* **WORK REQUEST**
Extract every line from the records below that contains the word "Minotaur".

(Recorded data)
<<<<

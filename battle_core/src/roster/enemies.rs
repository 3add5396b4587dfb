//! Enemy definitions

use crate::ability::AbilityData;
use crate::character::CharacterData;
use crate::stats::CharacterStats;
use crate::types::{CharacterClass, EnemyType, TargetType};

/// Build a stock enemy. The name defaults to the kind's display name.
pub fn create_enemy(kind: EnemyType) -> CharacterData {
    match kind {
        EnemyType::GoblinArcher => CharacterData::new(
            "Goblin Archer",
            CharacterClass::Ranger,
            CharacterStats::new(3, 4, 2, 3, 5, 2, 1, 1, 6),
        )
        .with_ability(AbilityData::attack("Shoot", "Fires an arrow.", 5, 0))
        .with_ability(AbilityData::attack("Poison Arrow", "Fires a poisoned arrow.", 4, 2)),

        EnemyType::Ratman => CharacterData::new(
            "Ratman",
            CharacterClass::Warrior,
            CharacterStats::new(5, 4, 1, 5, 4, 1, 3, 1, 4),
        )
        .with_ability(AbilityData::attack("Claw", "Slashes with claws.", 6, 0))
        .with_ability(AbilityData::attack("Bite", "A vicious bite.", 8, 2)),

        EnemyType::Minotaur => CharacterData::new(
            "Minotaur",
            CharacterClass::Warrior,
            CharacterStats::new(12, 6, 2, 10, 3, 3, 8, 2, 2),
        )
        .with_ability(AbilityData::attack("Gore", "Charges and gores the target.", 14, 0))
        .with_ability(
            AbilityData::attack("Stomp", "Stomps the ground, hitting all enemies.", 8, 0)
                .with_target(TargetType::AllEnemies),
        )
        .with_ability(
            AbilityData::skill("Enrage", "Works itself into a fury.", 0, 4)
                .with_target(TargetType::OnSelf),
        ),
    }
}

>>>>

* **ANSWER AREA**
        EnemyType::Minotaur => CharacterData::new(
            "Minotaur",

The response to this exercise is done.